Take care of your overall health. Hair is an ever-growing tissue affected by our physical well-being. Diet, particularly getting enough protein and iron, is vital to hair health. Stress can accelerate shedding, particularly in the shower. And a medical condition, such as a thyroid problem, could also cause hair issues.
Protect your Vietnam hair during the summer. Repeated sun exposure will leave your hair damaged and dry while fading your dye-job. Cover up whenever possible, throwing on a wide-brimmed hat or wrapping a scarf around your mane.
Tend to your scalp: Applying a weekly scalp mask, which exfoliates and moisturizers. These typically contain ingredients like aloe vera and help minimize flaking while soothing the scalp. It gives you a head of hair that you want to touch, that’s luxurious and full of life.
Keep an eye on Mcsara ingredients. Eyeball shampoo and conditioner labels before heading to the checkout line. If a product contains more than two detergents—like sodium lauryl sulfate, sodium Laureth sulfate, or ammonium lauryl sulfate—it could strip your hair.

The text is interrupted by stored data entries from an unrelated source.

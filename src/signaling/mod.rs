//! Signaling Module - WebSocket Client für das Relay
//!
//! Dieses Modul verwaltet die Kommunikation mit dem Signaling-Relay:
//! - WebSocket-Verbindung aufbauen und halten
//! - Nachrichten senden
//! - Eingehende Nachrichten parsen und weiterleiten
//!

mod client;
mod messages;

pub use client::{SignalSender, SignalingClient, SignalingError, SignalingEvent};
pub use messages::*;
//! Call Engine Module - Session und Audio-Pipeline
//!
//! Dieses Modul verwaltet:
//! - Den Zustandsautomaten eines Anrufs (Offer/Answer, ICE Candidates)
//! - Audio-Assets laden, mischen, resamplen und formen
//! - Frames im Echtzeittakt an den Transport liefern
//! - WebRTC als Medientransport

mod actor;
mod audio;
mod frame;
mod resample;
mod scheduler;
mod session;
mod transport;
mod webrtc_transport;

pub use actor::{spawn_session, SessionHandle};
pub use audio::{
    decode_pcm16_le, decode_wav, load_asset, AssetFormat, AudioError, ChunkReader, DecodedAudio,
};
pub use frame::AudioFrame;
pub use resample::{mixdown, prepare_stream, resample, shape_sample};
pub use scheduler::{
    FramePump, FrameScheduler, PlaybackCursor, SchedulerError, SchedulerEvent, TickOutcome,
};
pub use session::{CallError, CallEvent, CallRole, CallSession, CallState, SessionReceivers};
pub use transport::{
    FrameSink, MediaTransport, TransportError, TransportEvent, TransportEventSender,
    TransportFactory,
};
pub use webrtc_transport::{WebRtcTransport, WebRtcTransportFactory};
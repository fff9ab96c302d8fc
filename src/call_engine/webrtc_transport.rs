//! WebRTC Transport
//!
//! Implementiert `MediaTransport` mit webrtc-rs. Audio geht als lineares
//! PCM (`audio/L16`, RFC 3551) mit der Ziel-Rate über eine RTP-Spur:
//! ein RTP-Paket pro AudioFrame.

use super::frame::AudioFrame;
use super::transport::{
    FrameSink, MediaTransport, TransportError, TransportEvent, TransportEventSender,
    TransportFactory,
};
use crate::signaling::{DescriptionKind, IceCandidate, SessionDescription};
use async_trait::async_trait;
use bytes::Bytes;
use parking_lot::Mutex;
use std::sync::Arc;
use webrtc::api::interceptor_registry::register_default_interceptors;
use webrtc::api::media_engine::MediaEngine;
use webrtc::api::APIBuilder;
use webrtc::ice_transport::ice_candidate::{RTCIceCandidate, RTCIceCandidateInit};
use webrtc::ice_transport::ice_server::RTCIceServer;
use webrtc::interceptor::registry::Registry;
use webrtc::peer_connection::configuration::RTCConfiguration;
use webrtc::peer_connection::peer_connection_state::RTCPeerConnectionState;
use webrtc::peer_connection::sdp::session_description::RTCSessionDescription;
use webrtc::peer_connection::RTCPeerConnection;
use webrtc::rtp::header::Header;
use webrtc::rtp::packet::Packet;
use webrtc::rtp_transceiver::rtp_codec::{
    RTCRtpCodecCapability, RTCRtpCodecParameters, RTPCodecType,
};
use webrtc::track::track_local::track_local_static_rtp::TrackLocalStaticRTP;
use webrtc::track::track_local::{TrackLocal, TrackLocalWriter};

/// Dynamischer Payload-Type für L16
const L16_PAYLOAD_TYPE: u8 = 118;

const L16_MIME_TYPE: &str = "audio/L16";

fn l16_capability(sample_rate: u32) -> RTCRtpCodecCapability {
    RTCRtpCodecCapability {
        mime_type: L16_MIME_TYPE.to_string(),
        clock_rate: sample_rate,
        channels: 1,
        ..Default::default()
    }
}

// ============================================================================
// FACTORY
// ============================================================================

/// Erzeugt pro Session eine neue Peer Connection
#[derive(Debug, Clone)]
pub struct WebRtcTransportFactory {
    ice_servers: Vec<String>,
    sample_rate: u32,
}

impl WebRtcTransportFactory {
    pub fn new(ice_servers: Vec<String>, sample_rate: u32) -> Self {
        Self {
            ice_servers,
            sample_rate,
        }
    }

    async fn create_peer_connection(&self) -> Result<Arc<RTCPeerConnection>, TransportError> {
        let mut media_engine = MediaEngine::default();
        media_engine
            .register_default_codecs()
            .map_err(|e| TransportError::Setup(e.to_string()))?;
        media_engine
            .register_codec(
                RTCRtpCodecParameters {
                    capability: l16_capability(self.sample_rate),
                    payload_type: L16_PAYLOAD_TYPE,
                    ..Default::default()
                },
                RTPCodecType::Audio,
            )
            .map_err(|e| TransportError::Setup(e.to_string()))?;

        // Interceptors für RTCP, NACK etc.
        let mut registry = Registry::new();
        registry = register_default_interceptors(registry, &mut media_engine)
            .map_err(|e| TransportError::Setup(e.to_string()))?;

        let api = APIBuilder::new()
            .with_media_engine(media_engine)
            .with_interceptor_registry(registry)
            .build();

        let config = RTCConfiguration {
            ice_servers: vec![RTCIceServer {
                urls: self.ice_servers.clone(),
                ..Default::default()
            }],
            ..Default::default()
        };

        let pc = api
            .new_peer_connection(config)
            .await
            .map_err(|e| TransportError::Setup(e.to_string()))?;
        Ok(Arc::new(pc))
    }

    /// Registriert Event Handler für die Peer Connection
    fn setup_handlers(pc: &RTCPeerConnection, events: TransportEventSender) {
        let events_clone = events.clone();
        pc.on_peer_connection_state_change(Box::new(move |s: RTCPeerConnectionState| {
            tracing::info!("Peer connection state: {:?}", s);

            let event = match s {
                RTCPeerConnectionState::Connected => Some(TransportEvent::ConnectivityEstablished),
                RTCPeerConnectionState::Failed => Some(TransportEvent::ConnectivityFailed(
                    "peer connection failed".to_string(),
                )),
                RTCPeerConnectionState::Closed => Some(TransportEvent::Closed),
                _ => None,
            };
            if let Some(event) = event {
                let _ = events_clone.send(event);
            }

            Box::pin(async {})
        }));

        pc.on_ice_candidate(Box::new(move |candidate: Option<RTCIceCandidate>| {
            if let Some(c) = candidate {
                match c.to_json() {
                    Ok(init) => {
                        let _ = events.send(TransportEvent::LocalCandidate(IceCandidate {
                            candidate: init.candidate,
                            sdp_mid: init.sdp_mid,
                            sdp_mline_index: init.sdp_mline_index,
                            username_fragment: init.username_fragment,
                        }));
                    }
                    Err(e) => tracing::warn!("Failed to serialize local candidate: {}", e),
                }
            }
            Box::pin(async {})
        }));

        pc.on_track(Box::new(move |track, _, _| {
            Box::pin(async move {
                tracing::info!(
                    "Received remote track: {}",
                    track.codec().capability.mime_type
                );
            })
        }));
    }
}

#[async_trait]
impl TransportFactory for WebRtcTransportFactory {
    async fn create(
        &self,
        events: TransportEventSender,
        send_audio: bool,
    ) -> Result<Arc<dyn MediaTransport>, TransportError> {
        let pc = self.create_peer_connection().await?;
        Self::setup_handlers(&pc, events);

        let track = if send_audio {
            let track = Arc::new(TrackLocalStaticRTP::new(
                l16_capability(self.sample_rate),
                "audio".to_string(),
                "pulse-stream".to_string(),
            ));
            let sender = pc
                .add_track(Arc::clone(&track) as Arc<dyn TrackLocal + Send + Sync>)
                .await
                .map_err(|e| TransportError::Setup(e.to_string()))?;

            // RTCP lesen, damit die Interceptors arbeiten
            tokio::spawn(async move {
                let mut buf = vec![0u8; 1500];
                while sender.read(&mut buf).await.is_ok() {}
            });
            Some(track)
        } else {
            None
        };

        Ok(Arc::new(WebRtcTransport {
            pc,
            track,
            rtp: Mutex::new(RtpState::random()),
        }))
    }
}

// ============================================================================
// TRANSPORT
// ============================================================================

#[derive(Debug)]
struct RtpState {
    sequence_number: u16,
    timestamp: u32,
    first_packet: bool,
}

impl RtpState {
    /// Zufällige Startwerte nach RFC 3550
    fn random() -> Self {
        Self {
            sequence_number: rand::random(),
            timestamp: rand::random(),
            first_packet: true,
        }
    }

    /// Header-Felder für das nächste Paket, danach weiterzählen
    fn advance(&mut self, samples: usize) -> (u16, u32, bool) {
        let fields = (self.sequence_number, self.timestamp, self.first_packet);
        self.sequence_number = self.sequence_number.wrapping_add(1);
        self.timestamp = self.timestamp.wrapping_add(samples as u32);
        self.first_packet = false;
        fields
    }
}

/// Eine Peer Connection mit optionaler ausgehender Audiospur
pub struct WebRtcTransport {
    pc: Arc<RTCPeerConnection>,
    track: Option<Arc<TrackLocalStaticRTP>>,
    rtp: Mutex<RtpState>,
}

fn to_rtc_description(
    description: &SessionDescription,
) -> Result<RTCSessionDescription, TransportError> {
    let sdp = description.sdp.clone();
    match description.kind {
        DescriptionKind::Offer => RTCSessionDescription::offer(sdp),
        DescriptionKind::Answer => RTCSessionDescription::answer(sdp),
    }
    .map_err(|e| TransportError::InvalidDescription(e.to_string()))
}

#[async_trait]
impl FrameSink for WebRtcTransport {
    async fn push_audio_frame(&self, frame: &AudioFrame) -> Result<(), TransportError> {
        let track = self
            .track
            .as_ref()
            .ok_or_else(|| TransportError::Delivery("no outgoing audio track".to_string()))?;

        let (sequence_number, timestamp, marker) = self.rtp.lock().advance(frame.len());
        let packet = Packet {
            header: Header {
                version: 2,
                marker,
                payload_type: L16_PAYLOAD_TYPE,
                sequence_number,
                timestamp,
                ..Default::default()
            },
            payload: Bytes::from(frame.to_be_bytes()),
        };

        track
            .write_rtp(&packet)
            .await
            .map(|_| ())
            .map_err(|e| TransportError::Delivery(e.to_string()))
    }
}

#[async_trait]
impl MediaTransport for WebRtcTransport {
    async fn create_local_description(
        &self,
        want_audio: bool,
    ) -> Result<SessionDescription, TransportError> {
        if want_audio && self.pc.get_transceivers().await.is_empty() {
            self.pc
                .add_transceiver_from_kind(RTPCodecType::Audio, None)
                .await
                .map_err(|e| TransportError::Setup(e.to_string()))?;
        }

        if self.pc.remote_description().await.is_some() {
            let answer = self
                .pc
                .create_answer(None)
                .await
                .map_err(|e| TransportError::Negotiation(e.to_string()))?;
            Ok(SessionDescription::answer(answer.sdp))
        } else {
            let offer = self
                .pc
                .create_offer(None)
                .await
                .map_err(|e| TransportError::Negotiation(e.to_string()))?;
            Ok(SessionDescription::offer(offer.sdp))
        }
    }

    async fn apply_local_description(
        &self,
        description: &SessionDescription,
    ) -> Result<(), TransportError> {
        self.pc
            .set_local_description(to_rtc_description(description)?)
            .await
            .map_err(|e| TransportError::Negotiation(e.to_string()))
    }

    async fn apply_remote_description(
        &self,
        description: &SessionDescription,
    ) -> Result<(), TransportError> {
        self.pc
            .set_remote_description(to_rtc_description(description)?)
            .await
            .map_err(|e| TransportError::Negotiation(e.to_string()))
    }

    async fn add_remote_candidate(&self, candidate: &IceCandidate) -> Result<(), TransportError> {
        let init = RTCIceCandidateInit {
            candidate: candidate.candidate.clone(),
            sdp_mid: candidate.sdp_mid.clone(),
            sdp_mline_index: candidate.sdp_mline_index,
            username_fragment: candidate.username_fragment.clone(),
        };
        self.pc
            .add_ice_candidate(init)
            .await
            .map_err(|e| TransportError::InvalidCandidate(e.to_string()))
    }

    async fn close(&self) -> Result<(), TransportError> {
        self.pc
            .close()
            .await
            .map_err(|e| TransportError::Setup(e.to_string()))
    }
}

#[cfg(test)]
mod tests {
    use super::*;

    #[test]
    fn test_rtp_state_advances_per_frame() {
        let mut state = RtpState {
            sequence_number: u16::MAX,
            timestamp: u32::MAX - 100,
            first_packet: true,
        };

        assert_eq!(state.advance(480), (u16::MAX, u32::MAX - 100, true));
        let (seq, ts, marker) = state.advance(480);
        assert_eq!(seq, 0);
        assert_eq!(ts, 379);
        assert!(!marker);
    }

    #[test]
    fn test_description_conversion() {
        let sdp = "v=0\r\no=- 0 0 IN IP4 127.0.0.1\r\ns=-\r\nt=0 0\r\n";
        let offer = to_rtc_description(&SessionDescription::offer(sdp)).unwrap();
        assert_eq!(offer.sdp, sdp);
        assert!(to_rtc_description(&SessionDescription::answer("garbage")).is_err());
    }
}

Tie your ponytail too tightly. They’re convenient and cute, yes, but they could lead to traction alopecia or hair loss caused by styles that pull on your scalp. Instead of tying tightly, aim for loose braids, buns, and ponytails, and let your hair down before going to sleep at night. And if you must go the ponytail route, alternate the way you put it up—tie it low one day, high another, to the side the next—so you’re not always stressing the same strands.
Overdo the appliances. Even if they’re pricier, invest in good Vietnamese hair tools. Make sure they offer different heat settings and, in the case of flat irons, display the temperature. Hairdryers should have a diffuser to help distribute heat more evenly. Still, it’s best to let your hair dry naturally whenever possible. Reserve dryers for special occasions, and keep the air cool. Beware flat irons, too: While they may make your hair look smooth and sleek, they can also turn it dry and brittle, leading to frizz and heavy-duty breakage. If you must use a flat iron, keep it in the coolest heat setting possible. And don’t even consider turning it on until your hair is completely dry; otherwise, you’ll end up with a lot of steam and damaged locks.